Tim Joice with the Kentucky Waterways Alliance says he’s not entirely convinced the sand will be clean, and he worries excess nutrients will end up in the sand.
“Those elements, when put into the environment can cause water quality impacts if they are in larger numbers. And so if the sand still contains some of those elements, then that could be a problem.”
And then there are also the environmental issues caused by surface mining.
“There’s nothing I can do about the fact that we have to surface mine,” Wilson said. “I mean, that’s the nature of the resource.

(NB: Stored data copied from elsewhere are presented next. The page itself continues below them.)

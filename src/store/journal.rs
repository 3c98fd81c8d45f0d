//! Operations of the persistent store journal.
//!
//! Payloads per op:
//!
//! - CREATED: RFC 3339 creation timestamp, first record of every journal
//! - PUT: `[normalized key length u32 LE][normalized key][IndexName JSON]`
//! - DELETE: `[key u32 LE][normalized key]`
//! - CLEAR: empty

use chrono::{DateTime, Utc};

use super::errors::{StoreError, StoreResult};
use crate::model::{IndexName, NameKey};
use crate::storage::Record;

/// File name of the journal inside the index directory
pub const JOURNAL_FILE: &str = "nidx.dat";

const OP_CREATED: u8 = 0;
const OP_PUT: u8 = 1;
const OP_DELETE: u8 = 2;
const OP_CLEAR: u8 = 3;

#[derive(Debug, Clone, PartialEq, Eq)]
pub enum JournalOp {
    Created(DateTime<Utc>),
    Put {
        normalized_key: String,
        name: IndexName,
    },
    Delete {
        key: NameKey,
        normalized_key: String,
    },
    Clear,
}

impl JournalOp {
    pub fn to_record(&self) -> StoreResult<Record> {
        let record = match self {
            JournalOp::Created(ts) => Record::new(OP_CREATED, ts.to_rfc3339().into_bytes()),
            JournalOp::Put {
                normalized_key,
                name,
            } => {
                let json = serde_json::to_vec(name)?;
                let mut payload = Vec::with_capacity(4 + normalized_key.len() + json.len());
                payload.extend_from_slice(&(normalized_key.len() as u32).to_le_bytes());
                payload.extend_from_slice(normalized_key.as_bytes());
                payload.extend_from_slice(&json);
                Record::new(OP_PUT, payload)
            }
            JournalOp::Delete {
                key,
                normalized_key,
            } => {
                let mut payload = Vec::with_capacity(4 + normalized_key.len());
                payload.extend_from_slice(&key.to_le_bytes());
                payload.extend_from_slice(normalized_key.as_bytes());
                Record::new(OP_DELETE, payload)
            }
            JournalOp::Clear => Record::new(OP_CLEAR, Vec::new()),
        };
        Ok(record)
    }

    /// Decodes a record read at the given byte offset.
    ///
    /// Any unknown op or malformed payload is reported as corruption.
    pub fn from_record(record: &Record, offset: u64) -> StoreResult<Self> {
        match record.op {
            OP_CREATED => {
                let text = std::str::from_utf8(&record.payload)
                    .map_err(|e| StoreError::corruption(offset, format!("invalid timestamp: {}", e)))?;
                let ts = DateTime::parse_from_rfc3339(text)
                    .map_err(|e| StoreError::corruption(offset, format!("invalid timestamp: {}", e)))?;
                Ok(JournalOp::Created(ts.with_timezone(&Utc)))
            }
            OP_PUT => {
                let payload = &record.payload;
                if payload.len() < 4 {
                    return Err(StoreError::corruption(offset, "truncated put payload"));
                }
                let key_len = u32::from_le_bytes([payload[0], payload[1], payload[2], payload[3]]) as usize;
                if payload.len() < 4 + key_len {
                    return Err(StoreError::corruption(offset, "truncated normalized key"));
                }
                let normalized_key = String::from_utf8(payload[4..4 + key_len].to_vec())
                    .map_err(|e| StoreError::corruption(offset, format!("invalid normalized key: {}", e)))?;
                let name: IndexName = serde_json::from_slice(&payload[4 + key_len..])
                    .map_err(|e| StoreError::corruption(offset, format!("invalid index name: {}", e)))?;
                Ok(JournalOp::Put {
                    normalized_key,
                    name,
                })
            }
            OP_DELETE => {
                let payload = &record.payload;
                if payload.len() < 4 {
                    return Err(StoreError::corruption(offset, "invalid delete payload"));
                }
                let key = NameKey::from_le_bytes([payload[0], payload[1], payload[2], payload[3]]);
                let normalized_key = String::from_utf8(payload[4..].to_vec())
                    .map_err(|e| StoreError::corruption(offset, format!("invalid normalized key: {}", e)))?;
                Ok(JournalOp::Delete {
                    key,
                    normalized_key,
                })
            }
            OP_CLEAR => Ok(JournalOp::Clear),
            op => Err(StoreError::corruption(offset, format!("unknown journal op {}", op))),
        }
    }
}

So other than that impact, the traditional impacts that people are concerned about with tar sand mining and tar sand processing that they see in Canada just aren’t going to be an issue here.”
Wilson says the company will reclaim the mine site as required by state law, but the company is still waiting for a 404 permit from the Army Corps of Engineers, which is required for surface mines. Once the operation is up and running, he expects to produce about a thousand barrels of oil a day for the next six or seven years.